So I decided to look through my bucket list hikes as my plans changed and I wanted to find a hike closer to home. Bridal Veil Falls looked like a pretty good one. Once you see the Falls you can continue on to Lake Serene. Seemed reasonable. Only 9 miles round trip. I made it Mailbox Peak so heck I’m good for any hike!  Right???

We headed out early because the weather in Seattle in unusually warm. Like 90 degrees HOT!!  We arrived at the trail, along with about one hundred other people with the same idea!  The trail meanders through the forest. Even at 8 am you could tell it was going to be a hot one! The first section of the trail is pretty good. Nice easy trail. A couple miles in we made it to the fork that sends hikers up to the right for Bridal Veil Falls or continue straight to head towards Lake Serene. I headed for the Falls and Tami headed to the lake as she has already been to the Falls. The Falls is a mile round trip back to the main trail. There were a few stairs along the way but I was happy with how quickly I made it to the Falls. The Falls were much larger than I was expecting and you are right next to them. There was a nice spray coming off the Falls which helped with the ridiculous heat. I took a couple photos then headed back to the main trail to catch up with Tami.

Well that’s where the fun started!  I’d read the hike description and it mentioned stairs. I guess I had in my mind what that might look like. Boy was I wrong. There are stairs upon stairs, upon stairs, upon stairs. They are followed by lots of rocks to walk on, over and around!  Did I mention stairs???  It is essentially straight up the mountain!

Switchback after switchback. Although it wasn’t as bad as Mailbox it had a similar feeling of “This trail is never going to end”!!  I swear I had hiked for three miles but looking at my gps map I had only covered about a half mile. Well that sucked!!  Dripping in sweat we exited the forest into the beating sunshine. So glad I packed two extra large containers of ice water!  I drank every ounce!
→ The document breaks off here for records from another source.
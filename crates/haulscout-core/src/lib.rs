pub mod backhaul;
pub mod config;
pub mod credentials;
pub mod criteria;
pub mod crypto;
pub mod db;
mod display;
mod error;
mod export;
pub mod filter;
pub mod load;
pub mod text;

pub use backhaul::{BackhaulStatus, BackhaulSummary, SuggestedBackhaul};
pub use config::{
    AppConfig, BookedSelectors, BrowserConfig, FormSelectors, MarketplaceConfig, ResultSelectors,
    TimeoutConfig, WorkerConfig,
};
pub use credentials::{Credentials, SessionCredentials};
pub use criteria::{ScanStatus, SearchCriteria};
pub use crypto::Cipher;
pub use db::Database;
pub use display::{
    create_criteria_table, create_load_table, create_saved_load_table, format_backhaul,
    CriteriaTableRow, LoadTableRow,
};
pub use error::{HaulError, Result};
pub use export::write_loads_csv;
pub use filter::LoadFilter;
pub use load::{FoundLoad, RawLoad, SavedLoad, SavedLoadStatus, ScrapedLoad, UNKNOWN_EQUIPMENT};
//! Text coercion helpers shared by the extractors and the JSON normalizer.

/// Parses the first number in a piece of display text.
///
/// Currency symbols, unit suffixes and thousands separators are ignored, so
/// `"$1,250.00"`, `"245 mi"`, `"$.85/mi"` and `"42,000 lbs"` all parse.
/// Returns `None` when the text has no digits.
pub fn parse_number(text: &str) -> Option<f64> {
    let digit = text.find(|c: char| c.is_ascii_digit())?;
    let start = match text[..digit].strip_suffix('.') {
        Some(head) => head.len(),
        None => digit,
    };
    let digits: String = text[start..]
        .chars()
        .take_while(|c| c.is_ascii_digit() || *c == ',' || *c == '.')
        .filter(|c| *c != ',')
        .collect();

    digits.trim_end_matches('.').parse::<f64>().ok()
}

/// Collapses runs of whitespace and trims the ends.
pub fn normalize_whitespace(text: &str) -> String {
    text.split_whitespace().collect::<Vec<_>>().join(" ")
}

/// Reduces a raw identifier to `[A-Za-z0-9_-]`, folding everything else into
/// single dashes.
pub fn sanitize_id(raw: &str) -> String {
    let mut out = String::with_capacity(raw.len());
    let mut last_dash = true;
    for c in raw.chars() {
        if c.is_ascii_alphanumeric() || c == '_' {
            out.push(c);
            last_dash = false;
        } else if !last_dash {
            out.push('-');
            last_dash = true;
        }
    }
    while out.ends_with('-') {
        out.pop();
    }
    out
}

/// Splits `"Chicago, IL"` into city and state. A value without a comma is
/// treated as a city.
pub fn split_city_state(location: &str) -> (Option<String>, Option<String>) {
    let non_empty = |s: &str| {
        let s = s.trim();
        (!s.is_empty()).then(|| s.to_string())
    };

    match location.rsplit_once(',') {
        Some((city, state)) => (non_empty(city), non_empty(state).map(|s| s.to_uppercase())),
        None => (non_empty(location), None),
    }
}

/// Formats a city/state pair the way the marketplace's location inputs expect.
pub fn join_city_state(city: Option<&str>, state: Option<&str>) -> Option<String> {
    let city = city.map(str::trim).filter(|s| !s.is_empty());
    let state = state.map(str::trim).filter(|s| !s.is_empty());
    match (city, state) {
        (Some(city), Some(state)) => Some(format!("{}, {}", city, state)),
        (Some(city), None) => Some(city.to_string()),
        (None, Some(state)) => Some(state.to_string()),
        (None, None) => None,
    }
}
We finally made it to the top and we dropped into this area surrounded by tall mountain peaks, some of which still had a bit of snow. In the middle was this gorgeous green lake!  Lake Serene lives up to its name!!  We were so ready to find some shade, eat and relax a bit. We found “lunch rock” which is a favorite spot for hikers. Today it was full of hikers jumping off the rock and into the water to swim and cool off.   We found a couple trees to hang the hammock from for some relaxation. So glad I added that tommy pack!!

The climb down seemed much faster but it was a little tricky. Stepping over rocks and trying not to fall and break an ankle. It took us an hour to get back to the trail interchange. I’ve never been to happy to see a parking lot in my life!!  Air conditioning waiting in the truck!!
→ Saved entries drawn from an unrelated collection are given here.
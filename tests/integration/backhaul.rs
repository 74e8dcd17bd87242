use haulscout_core::{BackhaulStatus, Database, MarketplaceConfig, SavedLoad, ScrapedLoad, SearchCriteria};
use haulscout_integration_tests::*;
use haulscout_scrapers::suggest_backhaul;

fn delivered_load() -> ScrapedLoad {
    ScrapedLoad {
        id: "OUT-1".to_string(),
        origin: "Chicago, IL".to_string(),
        destination: "Dallas, TX".to_string(),
        rate: Some(2300.0),
        rate_per_mile: None,
        equipment: "Dry Van".to_string(),
        distance: Some(920.0),
        weight: Some(40_000.0),
        broker: "Acme Logistics".to_string(),
        pickup_date: "Mon 10/21".to_string(),
        status: None,
        id_is_synthetic: false,
    }
}

async fn saved_load(db: &Database) -> i64 {
    let mut saved = SavedLoad::new(USER, None, delivered_load());
    db.save_load(&mut saved).await.unwrap()
}

async fn add_preference(db: &Database) {
    let mut preference = SearchCriteria {
        equipment_type: Some("Dry Van".to_string()),
        min_rate: Some(1000.0),
        backhaul: true,
        ..SearchCriteria::new(USER)
    };
    db.create_criteria(&mut preference).await.unwrap();
}

#[tokio::test]
async fn test_no_preferences() {
    let config = MarketplaceConfig::default();
    let launcher = MockLauncher::new(MockSite::new(), config.clone());
    let pipeline = pipeline(launcher.clone(), config);
    let db = connected_db().await;
    let saved_id = saved_load(&db).await;

    let backhaul = suggest_backhaul(&db, &pipeline, &cipher(), saved_id, 3).await.unwrap();
    assert_eq!(backhaul.status, BackhaulStatus::NoPreferences);
    assert_eq!(launcher.launches(), 0);

    let stored = db.get_backhaul(saved_id).await.unwrap().unwrap();
    assert_eq!(stored.status, BackhaulStatus::NoPreferences);
}

#[tokio::test]
async fn test_finds_return_loads() {
    let config = MarketplaceConfig::default();
    let site = MockSite::new();
    site.serve(
        &config.search_path,
        search_page(
            &config,
            &[
                load_card("R-1", "Dallas, TX", "Chicago, IL", "$1,840", "Dry Van | 920 mi"),
                load_card("R-2", "Dallas, TX", "Joliet, IL", "$2,100", "Dry Van | 700 mi"),
                load_card("R-3", "Dallas, TX", "Chicago, IL", "$900", "Dry Van | 920 mi"),
                load_card("R-4", "Dallas, TX", "Chicago, IL", "$2,500", "Flatbed | 920 mi"),
            ],
        ),
    );

    let launcher = MockLauncher::new(site, config.clone());
    let pipeline = pipeline(launcher.clone(), config.clone());
    let db = connected_db().await;
    add_preference(&db).await;
    let saved_id = saved_load(&db).await;

    let backhaul = suggest_backhaul(&db, &pipeline, &cipher(), saved_id, 1).await.unwrap();
    assert_eq!(backhaul.status, BackhaulStatus::Found);
    assert_eq!(backhaul.result_count, 2);
    assert_eq!(backhaul.best_rate, Some(2100.0));
    assert_eq!(backhaul.best_rpm, Some(3.0));
    assert_eq!(backhaul.top_loads.len(), 1);
    assert_eq!(backhaul.top_loads[0].id, "R-2");

    let actions = launcher.actions();
    assert!(actions.contains(&format!("type {} Dallas, TX", config.form.origin_input)));
    assert!(actions.contains(&format!("type {} Chicago, IL", config.form.destination_input)));
    assert_eq!(launcher.closes(), 1);

    let stored = db.get_backhaul(saved_id).await.unwrap().unwrap();
    assert_eq!(stored.status, BackhaulStatus::Found);
    assert_eq!(stored.top_loads[0].id, "R-2");
}

#[tokio::test]
async fn test_rerun_resets_previous_suggestion() {
    let config = MarketplaceConfig::default();
    let site = MockSite::new();
    site.serve(
        &config.search_path,
        search_page(&config, &[load_card("R-1", "Dallas, TX", "Chicago, IL", "$1,840", "Dry Van | 920 mi")]),
    );

    let launcher = MockLauncher::new(site.clone(), config.clone());
    let pipeline = pipeline(launcher, config.clone());
    let db = connected_db().await;
    add_preference(&db).await;
    let saved_id = saved_load(&db).await;

    let first = suggest_backhaul(&db, &pipeline, &cipher(), saved_id, 3).await.unwrap();
    assert_eq!(first.status, BackhaulStatus::Found);

    site.serve(&config.search_path, search_page(&config, &[]));
    let second = suggest_backhaul(&db, &pipeline, &cipher(), saved_id, 3).await.unwrap();
    assert_eq!(second.id, first.id);
    assert_eq!(second.status, BackhaulStatus::NoResults);
    assert_eq!(second.result_count, 0);
    assert!(second.top_loads.is_empty());
}

#[tokio::test]
async fn test_expired_session_is_recorded_on_suggestion() {
    let config = MarketplaceConfig::default();
    let site = MockSite::new();
    site.expire_session();

    let launcher = MockLauncher::new(site, config.clone());
    let pipeline = pipeline(launcher.clone(), config);
    let db = connected_db().await;
    add_preference(&db).await;
    let saved_id = saved_load(&db).await;

    let backhaul = suggest_backhaul(&db, &pipeline, &cipher(), saved_id, 3).await.unwrap();
    assert_eq!(backhaul.status, BackhaulStatus::Error);
    assert!(backhaul.error.unwrap().contains("reconnect your account"));
    assert!(!db.get_credentials(USER).await.unwrap().unwrap().is_valid);
    assert_eq!(launcher.closes(), 1);
}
For some reason I like to pick the hottest days of the year to take on the most grueling hikes!  Mailbox Peak in 85 degree weather and Lake Serene in 90 degree weather. Not a good plan!!

What to plan next???  So many PNW adventures await!!

Did you say Ghost Town???

I’ve been looking for a hike that was out of the ordinary and just happened to stumble upon the Melmont Ghost Town Trail outside of Carbonado, WA.  The trail is partly on county land and partly on school district land as it is a historical site.  Carbonado is on the way to Mt. Rainier and is a very small town.  Like the kind that stood still in time and if you blink you missed it.  So don’t blink because you don’t want to miss this town or Wilkerson for that matter!

We breezed past Carbonado and headed towards the trail.  You come upon a single lane bridge that starts out as a wooden bridge, but becomes a steel bridge.  It looks like a smaller version of the Deception Pass Bridge.  It is quite impressive!  There is a small parking area just past the bridge, then you walk back over to get to the trail.  You can feel the rumble of the cars as they drive over the bridge.  We stopped for a second just to peak over the side of the bridge down to the Carbon river.  I’m not afraid of heights, but I have to say that was a very uncomfortable feeling leaning over the side of the bridge.  I bet it’s at least 150 feet straight down to the river.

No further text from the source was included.